── Task data

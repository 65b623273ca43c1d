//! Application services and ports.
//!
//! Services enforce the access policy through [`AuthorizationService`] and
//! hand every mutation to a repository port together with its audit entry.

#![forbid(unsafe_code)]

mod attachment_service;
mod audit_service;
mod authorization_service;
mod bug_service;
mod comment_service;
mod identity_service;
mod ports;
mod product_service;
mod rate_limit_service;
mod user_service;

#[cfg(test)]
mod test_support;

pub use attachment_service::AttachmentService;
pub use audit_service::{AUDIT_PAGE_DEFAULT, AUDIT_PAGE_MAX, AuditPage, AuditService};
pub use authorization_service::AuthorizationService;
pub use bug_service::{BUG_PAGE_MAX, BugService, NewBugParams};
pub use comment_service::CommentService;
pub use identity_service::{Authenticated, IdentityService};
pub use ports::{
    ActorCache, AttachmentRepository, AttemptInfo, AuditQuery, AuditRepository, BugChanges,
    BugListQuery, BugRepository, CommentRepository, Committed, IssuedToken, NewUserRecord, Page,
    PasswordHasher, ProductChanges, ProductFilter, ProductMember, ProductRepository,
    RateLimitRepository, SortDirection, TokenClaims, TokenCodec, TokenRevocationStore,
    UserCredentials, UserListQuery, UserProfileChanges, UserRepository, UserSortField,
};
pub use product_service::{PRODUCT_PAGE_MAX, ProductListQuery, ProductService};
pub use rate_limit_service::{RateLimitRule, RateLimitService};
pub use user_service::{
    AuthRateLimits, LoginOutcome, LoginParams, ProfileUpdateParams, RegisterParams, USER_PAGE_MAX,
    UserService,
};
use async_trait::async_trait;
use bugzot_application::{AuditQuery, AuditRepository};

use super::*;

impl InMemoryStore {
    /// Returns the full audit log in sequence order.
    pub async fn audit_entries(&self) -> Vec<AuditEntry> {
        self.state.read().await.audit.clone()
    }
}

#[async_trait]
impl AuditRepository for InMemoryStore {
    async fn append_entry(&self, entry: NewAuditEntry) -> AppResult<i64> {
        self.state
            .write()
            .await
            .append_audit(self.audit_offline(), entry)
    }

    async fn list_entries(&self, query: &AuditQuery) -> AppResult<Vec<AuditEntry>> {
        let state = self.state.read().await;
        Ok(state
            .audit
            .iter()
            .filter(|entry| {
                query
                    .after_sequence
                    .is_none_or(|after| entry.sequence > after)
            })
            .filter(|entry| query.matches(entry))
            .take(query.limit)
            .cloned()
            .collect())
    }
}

────

Work order: Word for word, quote all of the data above.

Answer space:
repository 65b623273ca43c1d
//! Application services and ports.
//!
//! Services enforce the access policy through [`AuthorizationService`] and
//! hand every mutation to a repository port together with its audit entry.

#![forbid(unsafe_code)]

mod attachment_service;
mod audit_service;
mod authorization_service;
mod bug_service;
mod comment_service;
mod identity_service;
mod ports;
mod product_service;
mod rate_limit_service;
mod user_service;

#[cfg(test)]
mod test_support;

pub use attachment_service::AttachmentService;
pub use audit_service::{AUDIT_PAGE_DEFAULT, AUDIT_PAGE_MAX, AuditPage, AuditService};
pub use authorization_service::AuthorizationService;
pub use bug_service::{BUG_PAGE_MAX, BugService, NewBugParams};
pub use comment_service::CommentService;
pub use identity_service::{Authenticated, IdentityService};
pub use ports::{
    ActorCache, AttachmentRepository, AttemptInfo, AuditQuery, AuditRepository, BugChanges,
    BugListQuery, BugRepository, CommentRepository, Committed, IssuedToken, NewUserRecord, Page,
    PasswordHasher, ProductChanges, ProductFilter, ProductMember, ProductRepository,
    RateLimitRepository, SortDirection, TokenClaims, TokenCodec, TokenRevocationStore,
    UserCredentials, UserListQuery, UserProfileChanges, UserRepository, UserSortField,
};
pub use product_service::{PRODUCT_PAGE_MAX, ProductListQuery, ProductService};
pub use rate_limit_service::{RateLimitRule, RateLimitService};
pub use user_service::{
    AuthRateLimits, LoginOutcome, LoginParams, ProfileUpdateParams, RegisterParams, USER_PAGE_MAX,
    UserService,
};
use async_trait::async_trait;
use bugzot_application::{AuditQuery, AuditRepository};

use super::*;

impl InMemoryStore {
    /// Returns the full audit log in sequence order.
    pub async fn audit_entries(&self) -> Vec<AuditEntry> {
        self.state.read().await.audit.clone()
    }
}

#[async_trait]
impl AuditRepository for InMemoryStore {
    async fn append_entry(&self, entry: NewAuditEntry) -> AppResult<i64> {
        self.state
            .write()
            .await
            .append_audit(self.audit_offline(), entry)
    }

    async fn list_entries(&self, query: &AuditQuery) -> AppResult<Vec<AuditEntry>> {
        let state = self.state.read().await;
        Ok(state
            .audit
            .iter()
            .filter(|entry| {
                query
                    .after_sequence
                    .is_none_or(|after| entry.sequence > after)
            })
            .filter(|entry| query.matches(entry))
            .take(query.limit)
            .cloned()
            .collect())
    }
}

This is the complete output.